Indeed for employers

( TIMELINE )
Summer 2021
( TEAM )
UX Design Intern
Senior UX Designer
‍Senior Product Manager
5 Software Engineers
( STORY )
During the summer of 2021, I was a UX Design Intern on Jobs Management: the team responsible for the powerful employer dashboard. Providing a pair of fresh eyes, I dove into the space and uncovered simple yet impactful improvements.

As a designer, I often think about adding features and functionaity. For this, I took a different approach and uncovered ways to simplfy an already complex product to better suit small employer needs.

BAckground

3.5 million+ employers post jobs on Indeed.

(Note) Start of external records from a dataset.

//! Type Registry: which domain types may act as tree content
//!
//! Registrations are built once at startup and are read-only afterwards;
//! the registry is shared through `Arc<NodeSchema>`.

use std::collections::{BTreeMap, BTreeSet};

use serde::{Deserialize, Serialize};

use crate::errors::{ContentError, Result};

/// Columns never offered for display by default
const HIDDEN_COLUMNS: [&str; 3] = ["id", "created_at", "updated_at"];

/// The identifier attribute forced into every settable set
pub const ID_ATTRIBUTE: &str = "id";

/// What backs nodes of a content type
#[derive(Debug, Clone, Copy, PartialEq, Eq, Default, Serialize, Deserialize)]
#[serde(rename_all = "snake_case")]
pub enum ContentKind {
    /// Persisted content object with columns
    #[default]
    Record,
    /// Page handler with no content object
    Controller,
}

/// Per-type configuration as written in the config file
#[derive(Debug, Clone, Default, PartialEq, Serialize, Deserialize)]
#[serde(default)]
pub struct ContentTypeConfig {
    pub kind: ContentKind,
    pub columns: Vec<String>,
    pub permit_attributes: Option<Vec<String>>,
    pub fields_to_display: BTreeMap<String, Vec<String>>,
    pub merge_node_fields: bool,
}

impl ContentTypeConfig {
    pub fn record<I, S>(columns: I) -> Self
    where
        I: IntoIterator<Item = S>,
        S: Into<String>,
    {
        Self {
            kind: ContentKind::Record,
            columns: columns.into_iter().map(Into::into).collect(),
            ..Self::default()
        }
    }

    pub fn controller() -> Self {
        Self {
            kind: ContentKind::Controller,
            ..Self::default()
        }
    }

    pub fn with_permit_attributes<I, S>(mut self, attributes: I) -> Self
    where
        I: IntoIterator<Item = S>,
        S: Into<String>,
    {
        self.permit_attributes = Some(attributes.into_iter().map(Into::into).collect());
        self
    }

    pub fn with_fields_to_display<I, S>(mut self, view: &str, fields: I) -> Self
    where
        I: IntoIterator<Item = S>,
        S: Into<String>,
    {
        self.fields_to_display
            .insert(view.to_string(), fields.into_iter().map(Into::into).collect());
        self
    }

    pub fn merging_node_fields(mut self) -> Self {
        self.merge_node_fields = true;
        self
    }
}

/// A registered content type
#[derive(Debug, Clone, PartialEq)]
pub struct ContentTypeRegistration {
    type_name: String,
    kind: ContentKind,
    columns: Vec<String>,
    settable_attributes: Vec<String>,
    default_display: Vec<String>,
    display_overrides: BTreeMap<String, Vec<String>>,
    merge_node_fields: bool,
}

impl ContentTypeRegistration {
    fn from_config(type_name: &str, config: ContentTypeConfig) -> Self {
        let settable_attributes = match &config.permit_attributes {
            Some(permit) => forced_id(permit),
            None => forced_id(&config.columns),
        };
        let default_display = config
            .columns
            .iter()
            .filter(|c| !HIDDEN_COLUMNS.contains(&c.as_str()))
            .cloned()
            .collect();

        Self {
            type_name: type_name.to_string(),
            kind: config.kind,
            columns: config.columns,
            settable_attributes,
            default_display,
            display_overrides: config.fields_to_display,
            merge_node_fields: config.merge_node_fields,
        }
    }

    pub fn type_name(&self) -> &str {
        &self.type_name
    }

    pub fn kind(&self) -> ContentKind {
        self.kind
    }

    pub fn is_record(&self) -> bool {
        self.kind == ContentKind::Record
    }

    pub fn columns(&self) -> &[String] {
        &self.columns
    }

    /// Ordered attribute names accepted from mass assignment; starts with `id`
    pub fn settable_attributes(&self) -> &[String] {
        &self.settable_attributes
    }

    pub fn is_settable(&self, attribute: &str) -> bool {
        self.settable_attributes.iter().any(|a| a == attribute)
    }

    /// Fields shown for `view`: the configured override, else the columns
    /// without bookkeeping fields
    pub fn display_fields(&self, view: &str) -> &[String] {
        self.display_overrides
            .get(view)
            .map(Vec::as_slice)
            .unwrap_or(&self.default_display)
    }

    pub fn merges_node_fields(&self) -> bool {
        self.merge_node_fields
    }
}

fn forced_id(attributes: &[String]) -> Vec<String> {
    let mut out = vec![ID_ATTRIBUTE.to_string()];
    for attribute in attributes {
        if !out.contains(attribute) {
            out.push(attribute.clone());
        }
    }
    out
}

/// Process-wide registry of content types
#[derive(Debug, Clone, Default, PartialEq)]
pub struct TypeRegistry {
    types: BTreeMap<String, ContentTypeRegistration>,
    node_fields_to_display: Vec<String>,
}

impl TypeRegistry {
    pub fn builder() -> TypeRegistryBuilder {
        TypeRegistryBuilder::default()
    }

    /// Look a type up by name
    ///
    /// Blank, absent and unregistered names all resolve to `None`.
    pub fn resolve(&self, type_name: Option<&str>) -> Option<&ContentTypeRegistration> {
        let name = type_name.map(str::trim).filter(|n| !n.is_empty())?;
        self.types.get(name)
    }

    pub fn all_registered_names(&self) -> BTreeSet<String> {
        self.types.keys().cloned().collect()
    }

    /// Node-level display overrides merged into richer type configs
    pub fn node_fields_to_display(&self) -> &[String] {
        &self.node_fields_to_display
    }

    pub fn len(&self) -> usize {
        self.types.len()
    }

    pub fn is_empty(&self) -> bool {
        self.types.is_empty()
    }
}

#[derive(Debug, Default)]
pub struct TypeRegistryBuilder {
    registry: TypeRegistry,
}

impl TypeRegistryBuilder {
    /// # Errors
    ///
    /// `InvalidConfig` for a blank or already registered name.
    pub fn register(mut self, type_name: &str, config: ContentTypeConfig) -> Result<Self> {
        let name = type_name.trim();
        if name.is_empty() {
            return Err(ContentError::InvalidConfig {
                reason: "content type name can't be blank".to_string(),
            });
        }
        if self.registry.types.contains_key(name) {
            return Err(ContentError::InvalidConfig {
                reason: format!("content type {} registered twice", name),
            });
        }
        self.registry
            .types
            .insert(name.to_string(), ContentTypeRegistration::from_config(name, config));
        Ok(self)
    }

    pub fn node_fields_to_display<I, S>(mut self, fields: I) -> Self
    where
        I: IntoIterator<Item = S>,
        S: Into<String>,
    {
        self.registry.node_fields_to_display = fields.into_iter().map(Into::into).collect();
        self
    }

    pub fn build(self) -> TypeRegistry {
        self.registry
    }
}

#[cfg(test)]
mod tests {
    use super::*;

    fn registry() -> TypeRegistry {
        TypeRegistry::builder()
            .register(
                "Book",
                ContentTypeConfig::record(["id", "title", "year", "created_at", "updated_at"])
                    .with_permit_attributes(["title", "id"]),
            )
            .and_then(|b| b.register("Text", ContentTypeConfig::record(["id", "text_html"])))
            .and_then(|b| b.register("ContactFormController", ContentTypeConfig::controller()))
            .map(TypeRegistryBuilder::build)
            .unwrap()
    }

    #[test]
    fn test_resolve_rejects_blank_and_unknown() {
        let registry = registry();

        assert!(registry.resolve(Some("Book")).is_some());
        assert!(registry.resolve(Some("")).is_none());
        assert!(registry.resolve(Some("   ")).is_none());
        assert!(registry.resolve(None).is_none());
        assert!(registry.resolve(Some("String")).is_none());
    }

    #[test]
    fn test_settable_attributes_force_id_first() {
        let registry = registry();
        let book = registry.resolve(Some("Book")).unwrap();
        assert_eq!(book.settable_attributes(), ["id", "title"]);

        let text = registry.resolve(Some("Text")).unwrap();
        assert_eq!(text.settable_attributes(), ["id", "text_html"]);
    }

    #[test]
    fn test_default_display_hides_bookkeeping_columns() {
        let registry = registry();
        let book = registry.resolve(Some("Book")).unwrap();
        assert_eq!(book.display_fields("index"), ["title", "year"]);
    }

    #[test]
    fn test_display_override_per_view() {
        let registry = TypeRegistry::builder()
            .register(
                "Book",
                ContentTypeConfig::record(["id", "title", "year"])
                    .with_fields_to_display("edit", ["year"]),
            )
            .unwrap()
            .build();
        let book = registry.resolve(Some("Book")).unwrap();

        assert_eq!(book.display_fields("edit"), ["year"]);
        assert_eq!(book.display_fields("index"), ["title", "year"]);
    }

    #[test]
    fn test_duplicate_registration_is_rejected() {
        let result = TypeRegistry::builder()
            .register("Book", ContentTypeConfig::default())
            .and_then(|b| b.register("Book", ContentTypeConfig::default()));
        assert!(matches!(result, Err(ContentError::InvalidConfig { .. })));
    }

    #[test]
    fn test_all_registered_names() {
        let names = registry().all_registered_names();
        assert_eq!(names.len(), 3);
        assert!(names.contains("ContactFormController"));
    }
}
//! SQLite repository for nodes, content objects and settings
//!
//! Every function takes a `&Connection`; a `rusqlite::Transaction`
//! derefs to one, so the same calls run inside the engine's transaction.

use chrono::{DateTime, Utc};
use releaf_content::model::{ContentId, ContentObject, NestedBounds, Node, NodeId};
use rusqlite::{Connection, OptionalExtension, Row};
use serde_json::{Map, Value};

use crate::errors::{corrupt_value, from_rusqlite, Result};

/// Settings key of the tree's last-updated timestamp
pub const NODES_UPDATED_AT: &str = "nodes.updated_at";

/// A node as stored, with its persisted nested-set bounds
pub type NodeRow = (Node, NestedBounds);

const NODE_COLUMNS: &str = "id, parent_id, name, slug, content_type, content_id, locale, active, \
                            lft, rgt, depth, created_at, updated_at";

const CONTENT_COLUMNS: &str = "id, content_type, attributes, created_at, updated_at";

pub struct SqliteRepo;

impl SqliteRepo {
    /// Insert or update a node row
    pub fn persist_node(conn: &Connection, node: &Node) -> Result<()> {
        let bounds = node.bounds();
        conn.execute(
            "INSERT INTO nodes (id, parent_id, name, slug, content_type, content_id, locale, active,
                                lft, rgt, depth, created_at, updated_at)
             VALUES (?1, ?2, ?3, ?4, ?5, ?6, ?7, ?8, ?9, ?10, ?11, ?12, ?13)
             ON CONFLICT(id) DO UPDATE SET
                parent_id = excluded.parent_id,
                name = excluded.name,
                slug = excluded.slug,
                content_type = excluded.content_type,
                content_id = excluded.content_id,
                locale = excluded.locale,
                active = excluded.active,
                lft = excluded.lft,
                rgt = excluded.rgt,
                depth = excluded.depth,
                updated_at = excluded.updated_at",
            rusqlite::params![
                node.id.get(),
                node.parent_id.map(NodeId::get),
                node.name,
                node.slug,
                node.content_type,
                node.content_id.map(|c| c.0),
                node.locale,
                node.active,
                bounds.lft,
                bounds.rgt,
                bounds.depth,
                node.created_at.timestamp_millis(),
                node.updated_at.timestamp_millis(),
            ],
        )
        .map_err(from_rusqlite)?;
        Ok(())
    }

    /// Returns whether a row was deleted
    pub fn delete_node(conn: &Connection, id: NodeId) -> Result<bool> {
        let deleted = conn
            .execute("DELETE FROM nodes WHERE id = ?1", [id.get()])
            .map_err(from_rusqlite)?;
        Ok(deleted > 0)
    }

    pub fn get_node(conn: &Connection, id: NodeId) -> Result<Option<NodeRow>> {
        let sql = format!("SELECT {} FROM nodes WHERE id = ?1", NODE_COLUMNS);
        let raw = conn
            .query_row(&sql, [id.get()], RawNode::from_row)
            .optional()
            .map_err(from_rusqlite)?;
        raw.map(RawNode::into_row).transpose()
    }

    /// All nodes in nested-set order
    pub fn list_nodes(conn: &Connection) -> Result<Vec<NodeRow>> {
        let sql = format!("SELECT {} FROM nodes ORDER BY lft, id", NODE_COLUMNS);
        let mut stmt = conn.prepare(&sql).map_err(from_rusqlite)?;
        let raws = stmt
            .query_map([], RawNode::from_row)
            .map_err(from_rusqlite)?
            .collect::<std::result::Result<Vec<_>, _>>()
            .map_err(from_rusqlite)?;
        raws.into_iter().map(RawNode::into_row).collect()
    }

    pub fn count_nodes(conn: &Connection) -> Result<usize> {
        let count: i64 = conn
            .query_row("SELECT COUNT(*) FROM nodes", [], |row| row.get(0))
            .map_err(from_rusqlite)?;
        Ok(count.max(0) as usize)
    }

    /// Insert or update a content object
    pub fn persist_content(conn: &Connection, content: &ContentObject) -> Result<()> {
        let attributes = Value::Object(content.attributes.clone()).to_string();
        conn.execute(
            "INSERT INTO contents (id, content_type, attributes, created_at, updated_at)
             VALUES (?1, ?2, ?3, ?4, ?5)
             ON CONFLICT(id) DO UPDATE SET
                content_type = excluded.content_type,
                attributes = excluded.attributes,
                updated_at = excluded.updated_at",
            rusqlite::params![
                content.id.0,
                content.content_type,
                attributes,
                content.created_at.timestamp_millis(),
                content.updated_at.timestamp_millis(),
            ],
        )
        .map_err(from_rusqlite)?;
        Ok(())
    }

    /// Returns whether a row was deleted
    pub fn delete_content(conn: &Connection, id: ContentId) -> Result<bool> {
        let deleted = conn
            .execute("DELETE FROM contents WHERE id = ?1", [id.0])
            .map_err(from_rusqlite)?;
        Ok(deleted > 0)
    }

    pub fn get_content(conn: &Connection, id: ContentId) -> Result<Option<ContentObject>> {
        let sql = format!("SELECT {} FROM contents WHERE id = ?1", CONTENT_COLUMNS);
        let raw = conn
            .query_row(&sql, [id.0], RawContent::from_row)
            .optional()
            .map_err(from_rusqlite)?;
        raw.map(RawContent::into_content).transpose()
    }

    pub fn list_contents(conn: &Connection) -> Result<Vec<ContentObject>> {
        let sql = format!("SELECT {} FROM contents ORDER BY id", CONTENT_COLUMNS);
        let mut stmt = conn.prepare(&sql).map_err(from_rusqlite)?;
        let raws = stmt
            .query_map([], RawContent::from_row)
            .map_err(from_rusqlite)?
            .collect::<std::result::Result<Vec<_>, _>>()
            .map_err(from_rusqlite)?;
        raws.into_iter().map(RawContent::into_content).collect()
    }

    pub fn get_setting(conn: &Connection, key: &str) -> Result<Option<String>> {
        conn.query_row("SELECT value FROM settings WHERE key = ?1", [key], |row| {
            row.get(0)
        })
        .optional()
        .map_err(from_rusqlite)
    }

    pub fn set_setting(conn: &Connection, key: &str, value: &str) -> Result<()> {
        conn.execute(
            "INSERT INTO settings (key, value, updated_at) VALUES (?1, ?2, ?3)
             ON CONFLICT(key) DO UPDATE SET value = excluded.value, updated_at = excluded.updated_at",
            rusqlite::params![key, value, Utc::now().timestamp_millis()],
        )
        .map_err(from_rusqlite)?;
        Ok(())
    }

    /// Last time any node changed, stored as epoch milliseconds
    pub fn get_nodes_updated_at(conn: &Connection) -> Result<Option<DateTime<Utc>>> {
        let Some(raw) = Self::get_setting(conn, NODES_UPDATED_AT)? else {
            return Ok(None);
        };
        let millis: i64 = raw
            .parse()
            .map_err(|e| corrupt_value("settings.value", NODES_UPDATED_AT, e))?;
        timestamp("settings.value", NODES_UPDATED_AT, millis).map(Some)
    }

    pub fn set_nodes_updated_at(conn: &Connection, at: DateTime<Utc>) -> Result<()> {
        Self::set_setting(conn, NODES_UPDATED_AT, &at.timestamp_millis().to_string())
    }
}

/// Column values of a `nodes` row before conversion
struct RawNode {
    id: i64,
    parent_id: Option<i64>,
    name: String,
    slug: String,
    content_type: Option<String>,
    content_id: Option<i64>,
    locale: Option<String>,
    active: bool,
    lft: i64,
    rgt: i64,
    depth: u32,
    created_at: i64,
    updated_at: i64,
}

impl RawNode {
    fn from_row(row: &Row<'_>) -> rusqlite::Result<Self> {
        Ok(Self {
            id: row.get(0)?,
            parent_id: row.get(1)?,
            name: row.get(2)?,
            slug: row.get(3)?,
            content_type: row.get(4)?,
            content_id: row.get(5)?,
            locale: row.get(6)?,
            active: row.get(7)?,
            lft: row.get(8)?,
            rgt: row.get(9)?,
            depth: row.get(10)?,
            created_at: row.get(11)?,
            updated_at: row.get(12)?,
        })
    }

    fn into_row(self) -> Result<NodeRow> {
        let mut node = Node::new(NodeId(self.id), self.name);
        node.parent_id = self.parent_id.map(NodeId);
        node.slug = self.slug;
        node.content_type = self.content_type;
        node.content_id = self.content_id.map(ContentId);
        node.locale = self.locale;
        node.active = self.active;
        node.created_at = timestamp("nodes.created_at", self.id, self.created_at)?;
        node.updated_at = timestamp("nodes.updated_at", self.id, self.updated_at)?;
        let bounds = NestedBounds {
            lft: self.lft,
            rgt: self.rgt,
            depth: self.depth,
        };
        Ok((node, bounds))
    }
}

struct RawContent {
    id: i64,
    content_type: String,
    attributes: String,
    created_at: i64,
    updated_at: i64,
}

impl RawContent {
    fn from_row(row: &Row<'_>) -> rusqlite::Result<Self> {
        Ok(Self {
            id: row.get(0)?,
            content_type: row.get(1)?,
            attributes: row.get(2)?,
            created_at: row.get(3)?,
            updated_at: row.get(4)?,
        })
    }

    fn into_content(self) -> Result<ContentObject> {
        let attributes: Map<String, Value> = serde_json::from_str(&self.attributes)
            .map_err(|e| corrupt_value("contents.attributes", self.id, e))?;
        let mut content = ContentObject::new(ContentId(self.id), self.content_type, attributes);
        content.created_at = timestamp("contents.created_at", self.id, self.created_at)?;
        content.updated_at = timestamp("contents.updated_at", self.id, self.updated_at)?;
        Ok(content)
    }
}

fn timestamp(column: &str, entity_id: impl ToString, millis: i64) -> Result<DateTime<Utc>> {
    DateTime::from_timestamp_millis(millis)
        .ok_or_else(|| corrupt_value(column, entity_id, format!("{} out of range", millis)))
}
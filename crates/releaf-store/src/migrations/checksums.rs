use sha2::{Digest, Sha256};

/// Hex SHA-256 of a migration's SQL text
pub fn compute_checksum(content: &str) -> String {
    hex::encode(Sha256::digest(content.as_bytes()))
}

#[cfg(test)]
mod tests {
    use super::*;

    #[test]
    fn test_checksum_is_stable_hex() {
        let checksum = compute_checksum("SELECT 1");
        assert_eq!(checksum.len(), 64);
        assert_eq!(checksum, compute_checksum("SELECT 1"));
        assert_ne!(checksum, compute_checksum("SELECT 2"));
    }
}
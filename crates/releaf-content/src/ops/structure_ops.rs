//! Move/Copy engine: relocate or duplicate whole subtrees
//!
//! Both operations validate the target first and run the bound
//! arithmetic inside one tree transaction, so a failure at any node
//! leaves the tree untouched.

use std::collections::{BTreeMap, BTreeSet};
use std::time::Instant;

use chrono::{DateTime, Utc};

use super::node_ops::maintain_name;
use super::tree::Tree;
use crate::errors::{ContentError, Result};
use crate::model::{Node, NodeId, Target};
use crate::rules::validation::{self, DESCENDANT_PARENT, INVALID, MISSING, SELF_PARENT};
use crate::{log_op_end, log_op_error, log_op_start};

/// Resolve `target` into a new parent for `node_id`
///
/// # Errors
///
/// `Validation` on `parent_id` for an unparsed value, the node itself,
/// a missing node or one of the node's descendants.
fn resolve_target(tree: &Tree, node_id: NodeId, target: &Target) -> Result<Option<NodeId>> {
    match target {
        Target::Root => Ok(None),
        Target::Unparsed(raw) => {
            tracing::debug!(node_id = node_id.get(), target = raw.as_str(), "unparsed target");
            Err(ContentError::invalid("parent_id", INVALID))
        }
        Target::Node(parent_id) if *parent_id == node_id => {
            Err(ContentError::invalid("parent_id", SELF_PARENT))
        }
        Target::Node(parent_id) if !tree.contains(*parent_id) => {
            Err(ContentError::invalid("parent_id", MISSING))
        }
        Target::Node(parent_id) if tree.is_descendant_of(*parent_id, node_id) => {
            Err(ContentError::invalid("parent_id", DESCENDANT_PARENT))
        }
        Target::Node(parent_id) => Ok(Some(*parent_id)),
    }
}

/// Move a node with its subtree to become the last child of `target`
///
/// Moving to the current parent changes nothing, not even the
/// last-updated timestamp.
///
/// # Errors
///
/// `NodeNotFound` for an unknown node, `Validation` for a bad target or
/// when the node would break slug or singleness rules at its new place.
pub fn move_to(tree: &mut Tree, node_id: NodeId, target: impl Into<Target>) -> Result<()> {
    let target = target.into();
    log_op_start!("node_move", node_id = node_id.get(), target = ?target);
    let start = Instant::now();

    move_to_impl(tree, node_id, &target).map_err(|e| {
        log_op_error!(
            "node_move",
            e.clone(),
            duration_ms = start.elapsed().as_millis() as u64,
            node_id = node_id.get()
        );
        e
    })?;

    log_op_end!(
        "node_move",
        duration_ms = start.elapsed().as_millis() as u64,
        node_id = node_id.get()
    );
    Ok(())
}

fn move_to_impl(tree: &mut Tree, node_id: NodeId, target: &Target) -> Result<()> {
    let node = tree.get(node_id)?;
    let new_parent = resolve_target(tree, node_id, target)?;
    if new_parent == node.parent_id {
        tracing::debug!(node_id = node_id.get(), "already under target, nothing to move");
        return Ok(());
    }

    let mut candidate = node.clone();
    candidate.parent_id = new_parent;
    validation::validate_node(tree, &candidate).into_result()?;

    tree.transaction(|t| {
        let now = Utc::now();
        t.move_subtree(node_id, new_parent)?;
        t.node_mut(node_id)?.updated_at = now;
        t.touch(now);
        Ok(())
    })
}

/// Duplicate a node with its subtree under `target`
///
/// Every copy gets a fresh id and, for record types, a fresh copy of its
/// content object. The copied root's name goes through `maintain_name`
/// and its slug gets the smallest free `-n` suffix if a sibling has it.
///
/// # Errors
///
/// `NodeNotFound` for an unknown node, `Validation` for a bad target or a
/// copy failing validation at its new place.
pub fn copy_to(tree: &mut Tree, node_id: NodeId, target: impl Into<Target>) -> Result<NodeId> {
    let target = target.into();
    log_op_start!("node_copy", node_id = node_id.get(), target = ?target);
    let start = Instant::now();

    let result = copy_to_impl(tree, node_id, &target).map_err(|e| {
        log_op_error!(
            "node_copy",
            e.clone(),
            duration_ms = start.elapsed().as_millis() as u64,
            node_id = node_id.get()
        );
        e
    })?;

    log_op_end!(
        "node_copy",
        duration_ms = start.elapsed().as_millis() as u64,
        node_id = result.get()
    );
    Ok(result)
}

fn copy_to_impl(tree: &mut Tree, node_id: NodeId, target: &Target) -> Result<NodeId> {
    tree.get(node_id)?;
    let new_parent = resolve_target(tree, node_id, target)?;
    tree.transaction(|t| copy_subtree(t, node_id, new_parent, Utc::now()))
}

fn copy_subtree(
    tree: &mut Tree,
    node_id: NodeId,
    new_parent: Option<NodeId>,
    now: DateTime<Utc>,
) -> Result<NodeId> {
    let schema = tree.schema().clone();
    let sources: Vec<Node> = tree
        .self_and_descendants(node_id)?
        .into_iter()
        .cloned()
        .collect();

    let mut copied: BTreeMap<NodeId, NodeId> = BTreeMap::new();
    let mut copy_root = None;

    for source in sources {
        let mut copy = source.clone();
        copy.id = tree.allocate_node_id();
        copy.created_at = now;
        copy.updated_at = now;
        copy.content_id = None;

        if source.id == node_id {
            copy.parent_id = new_parent;
            maintain_name(tree, &mut copy);
            copy.slug = free_slug(tree, new_parent, &copy.slug);
        } else {
            let parent_copy = source
                .parent_id
                .and_then(|p| copied.get(&p).copied())
                .ok_or_else(|| ContentError::IntegrityViolation {
                    reason: format!("node {} copied before its parent", source.id),
                })?;
            copy.parent_id = Some(parent_copy);
        }

        validation::validate_node(tree, &copy).into_result()?;

        let registration = schema
            .registry
            .resolve(source.content_type.as_deref())
            .filter(|r| r.is_record());
        if registration.is_some() {
            let original = source.content_id.and_then(|id| tree.get_content(id)).cloned();
            match original {
                Some(original) => {
                    let content_id = tree.allocate_content_id();
                    let mut duplicate = original.duplicate(content_id);
                    duplicate.created_at = now;
                    duplicate.updated_at = now;
                    tree.insert_content(duplicate);
                    copy.content_id = Some(content_id);
                }
                None => tracing::debug!(
                    node_id = source.id.get(),
                    "source has no content object, copy left without one"
                ),
            }
        }

        let copy_id = tree.insert_as_last_child(copy)?;
        copied.insert(source.id, copy_id);
        copy_root.get_or_insert(copy_id);
    }

    tree.touch(now);
    tracing::debug!(
        source = node_id.get(),
        copies = copied.len(),
        "subtree copied"
    );
    copy_root.ok_or(ContentError::NodeNotFound { node_id })
}

/// `slug`, or `slug-n` with the smallest `n` no sibling under `parent` has
fn free_slug(tree: &Tree, parent: Option<NodeId>, slug: &str) -> String {
    let taken: BTreeSet<String> = tree
        .children(parent)
        .into_iter()
        .map(|n| n.slug.clone())
        .collect();
    if !taken.contains(slug) {
        return slug.to_string();
    }
    (1u32..)
        .map(|n| format!("{}-{}", slug, n))
        .find(|candidate| !taken.contains(candidate))
        .unwrap_or_else(|| slug.to_string())
}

Once a job is posted, employers come on Indeed to edit their postings, sponsor jobs, update budgets, manage candidates, and more.

THE PROBLEM

The employer dashboard needed to be easier to navigate, cleaner, and better tailored for different user types - especially for Small-Medium businesses (SMB).
[fig 1] Existing jobs dashboard, landing spot for most employers

THE CHALLENGE

Evaluate the existing dashboard, identify and prioritize pain points, and create a solution

Talk about vague, am I right? For this project, I had to learn how to break down broad goals into concrete, actionable problems and design opportunities.

THE SOLUTION

A simplified dashboard for small-medium businesses, with all the same functionality as before

Got 30 seconds? Just watch the video below

[fig 2] Video highlighting main design solution updates
[fig 3] Proposed simplified dashboard design
[fig 4] Comparison between dashboards

MEASURING Success

As a result, (2 years later) the team launched a simplified dashboard that built on my initial work.

My final deliverables and research findings were used to guide the team on longer term projects after my internship ending. But, I still had some short term wins over my 3 months:

↑ INcrease UX QUALITY
6 UX Bugs submitted and picked up by engineering

↑ TASK COMPLETION
100% task completion for employers to complete 2 critical tasks

Keep reading for full case study.

Or skip to the next project: Microsoft Account.

INITIAL UX AUDIT

I kicked off the project by wondering: What is the existing experience?

Before designing an arbitrary solution for a problem I didn’t know about, I dove deep into the existing system and past research.

I went through our product in QA and decided to conduct an audit to familiarize myself with areas we owned, identify discrepancies, and find opportunities for improvement.

[fig 6] Snapshot of the existing experience audit

UX AUDIT LEARNINGS

AUDIT RESULT
6 UX Quality tickets filed to engineering, improved UI inconsistencies

AUDIT FINDING #1
There are 15+ actions on the dashboard; it's overcomplicated for users that post less jobs

AUDIT FINDING #2
Alerts constantly encourage action, but there's no hierarchy so users don't know how to prioritize

stakeholder feedback

Checking with senior leaders to see how findings relate to long term goals

At this point, I touched base with my Senior UX Designer and Product Manager.

I prioritized finding #1 (simplifying dashboard) because this better aligned with long term company initatives.

USER JOURNEY

Creating a new customer journey map to show which job actions are available

Before I could “simplify” an experience, I needed to visualize the full complexity with a journey map. Our team had an outdated journey map, but the problem was it assumed the same journey for all types of users and treated it like a linear process (which it was not).

[fig 7] User journey with all possible actions

USER JOURNEY - FINDINGS

I learned that most of the actions were duplicative: they showed up on the dashboard and individual job pages.
[fig 8] User journey zoomed in, showing duplicity

HYpothesis

If we simplify the amount of actions on the dashboard, SMB users will be able to accomplish tasks easier.

I thought of our product goal to simplify the experience and decided to minimize actions on dashboard job cards. This would not change any of the functionality since these actions could be accessed within the job details page.

GRANULAR DESIGN decisions

Deciding which parts of job card can and cannot be changed.

Granular design decisions

Iterating new 'date posted' column
[fig 9] Four iterations for date column

FINAL SOLUTION

A simplified job management dashboard

The new solution simplified the dashboard tremendously, making it easier for SMB employers to manage their jobs.

[fig 10] Job card before and after

VALIDATING DESIGN DECISIONS

Research revealed that users can still complete actions even if they're not on the dashboard

To validate my designs, I worked with our UX Researcher to conduct usability testing with 7 SMB employers.

USABILITY
100% task completion rate for finding all candidates

USABILITY
100% task completion rate for closing and pausing jobs

PREFERENCE
6/7 particiants preferred the simplified dashboard

Lessons LEARNED

I feel like I learned 100+ things, but here are the top 2:

How to deal with vague problems

Going from polished college problem statements to this was a wake up call. Sometimes you don’t know what you’re solving until you start solving it. I learned to dig into data, be curious, and ask many questions.

How to think long term

Good design takes time, even if you don’t see it right away. I learned to ask questions like "what will the next few quarters look like with or without this design? What about years?"